Here is the packet capture from pfsense on the LAN port:
10:41:57.666222 00:22:19:07:47:28 > 00:13:72:0f:57:92, ethertype IPv4 (0x0800), length 66: (tos 0x0, ttl 128, id 13837, offset 0, flags , proto TCP (6), length 52) 192.168.1.23.64669 > 66.179.147.73.22: Flags , cksum 0x9241 (correct), seq 1772273340, win 8192, options [mss 1460,nop,wscale 8,nop,nop,sackOK], length 0 10:42:00.666022 00:22:19:07:47:28 > 00:13:72:0f:57:92, ethertype IPv4 (0x0800), length 66: (tos 0x0, ttl 128, id 13840, offset 0, flags , proto TCP (6), length 52) 192.168.1.23.64669 > 66.179.147.73.22: Flags , cksum 0x9241 (correct), seq 1772273340, win 8192, options [mss 1460,nop,wscale 8,nop,nop,sackOK], length 0 10:42:06.666431 00:22:19:07:47:28 > 00:13:72:0f:57:92, ethertype IPv4 (0x0800), length 62: (tos 0x0, ttl 128, id 13844, offset 0, flags , proto TCP (6), length 48) 192.168.1.23.64669 > 66.179.147.73.22: Flags , cksum 0xa650 (correct), seq 1772273340, win 8192, options [mss 1460,nop,nop,sackOK], length 0
Not sure exactly what I'm looking at.
-
Well I think the way you posted it caused the lines in the text..
But here
192.168.1.23.64669 > 66.179.147.73.22that is that IP talking to that fqdn you posted sftp.link2gov.com [66.179.147.73] on port 22 or ssh/sftp port.
And here is answer back
192.168.1.23.64669 > 66.179.147.73.22
So clearly pfsense is not blocking the traffic.. Load it up into wireshark and see if your seeing RST come back or something. So I would assume syn, and then syn,ack - but then there is another answer back.. maybe RST?? what does wireshark show?
-
There isn't anything in reply in that capture snippet, only LAN outbound.
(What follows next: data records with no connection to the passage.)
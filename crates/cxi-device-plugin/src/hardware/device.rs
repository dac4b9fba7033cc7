use std::collections::BTreeMap;
use std::path::Path;
use std::path::PathBuf;

use serde::Deserialize;
use serde::Serialize;

/// Name of a CXI device node, both in devfs and under the sysfs device dir.
pub const DEVICE_NODE_PREFIX: &str = "cxi";

/// Directory the device nodes appear under inside a container.
pub const CONTAINER_DEV_DIR: &str = "/dev";

/// One physical CXI NIC as seen in sysfs.
///
/// Records are rebuilt on every discovery pass and never updated in place.
#[derive(Debug, Clone, PartialEq, Eq, Serialize, Deserialize)]
pub struct DeviceRecord {
    /// sysfs class name, e.g. `cxi0`
    pub name: String,
    /// UID derived from the PCI address and device id, e.g. `0000-00-00-0-0x0000`
    pub uid: String,
    /// device number, e.g. 0 for `/dev/cxi0`
    pub device_index: u64,
    /// PCI address in DBDF notation, e.g. `0000:00:00.0`
    pub pci_address: String,
    /// CPU mask local to the device, e.g. `ffff0000,00000000`
    pub local_cpus: String,
    /// CPU list local to the device, e.g. `0-3,8-11`
    pub local_cpu_list: String,
    /// NUMA node number, `-1` when the platform has none
    pub numa_node: String,
    /// Cassini firmware version
    pub version: String,
    /// link speed
    pub speed: String,
}

impl DeviceRecord {
    /// Name of the device node, e.g. `cxi0`.
    pub fn node_name(&self) -> String {
        format!("{DEVICE_NODE_PREFIX}{}", self.device_index)
    }

    /// Path of the device node on the host.
    pub fn host_node_path(&self, devfs_root: &Path) -> PathBuf {
        devfs_root.join(self.node_name())
    }

    /// Path the device node is exposed at inside a container.
    pub fn container_node_path(&self) -> String {
        format!("{CONTAINER_DEV_DIR}/{}", self.node_name())
    }

    /// NUMA node as a number, if the platform reports one.
    pub fn numa_node_id(&self) -> Option<i64> {
        self.numa_node.parse::<i64>().ok().filter(|node| *node >= 0)
    }
}

/// Devices keyed by UID.
pub type DeviceSet = BTreeMap<String, DeviceRecord>;

/// Extracts the device number from a device node path such as `/dev/cxi3`.
pub fn device_index_from_path(path: &str) -> Option<u64> {
    let file_name = Path::new(path).file_name()?.to_str()?;
    let digits = file_name.strip_prefix(DEVICE_NODE_PREFIX)?;
    if digits.is_empty() || !digits.bytes().all(|b| b.is_ascii_digit()) {
        return None;
    }
    digits.parse().ok()
}

#[cfg(test)]
pub(crate) fn sample_device(index: u64) -> DeviceRecord {
    DeviceRecord {
        name: format!("cxi{index}"),
        uid: format!("0000-0{index}-00-0-0x0501"),
        device_index: index,
        pci_address: format!("0000:0{index}:00.0"),
        local_cpus: "ffff0000".to_string(),
        local_cpu_list: "0-15".to_string(),
        numa_node: "0".to_string(),
        version: "1.1".to_string(),
        speed: "200000".to_string(),
    }
}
Go to Diagnostics>States and filter on that 66.179 IP, what do the states look like?
-
Here is the States Filter results:
tcp 66.179.147.73:22 <- 192.168.1.23:49769 CLOSED:SYN_SENT
tcp 192.168.1.23:49769 -> 100.1.217.93:21780 -> 66.179.147.73:22 SYN_SENT:CLOSED -
I tried 'sticky connections' and excluded that site from the load balancing without any effect.
Rui
-
Is your SFTP server a machine on the LAN? (maybe a dumb question)
Is that all that machine does is SFTP?
which version of pfsense are you using?
-
My bad - you are correct there was no answer back, the lines thru the text must of confused me ;) hehehe
So I would suggest now sniff on the wan - do you not see an answer?
-
So here it is guys. It seems that this particular site does not like a dual WAN firewall. I setup another pfsense box without the dual WAN and I can now access the site right through the firewall.
That's too bad I was really linking the extra bandwith. I will now try to setup CARP so that I can at least have redundancy.
Thanks for all the suggestions and help.
Rui
-
It's almost certainly not the fact it's dual WAN, that site isn't replying to/is blocking the source IP you're sending it out from, or maybe a general connectivity issue for that network. A traceroute might be telling. The states you showed prove it's getting sent out no problem, getting NATed as it appears it should be, but gets no reply back at all.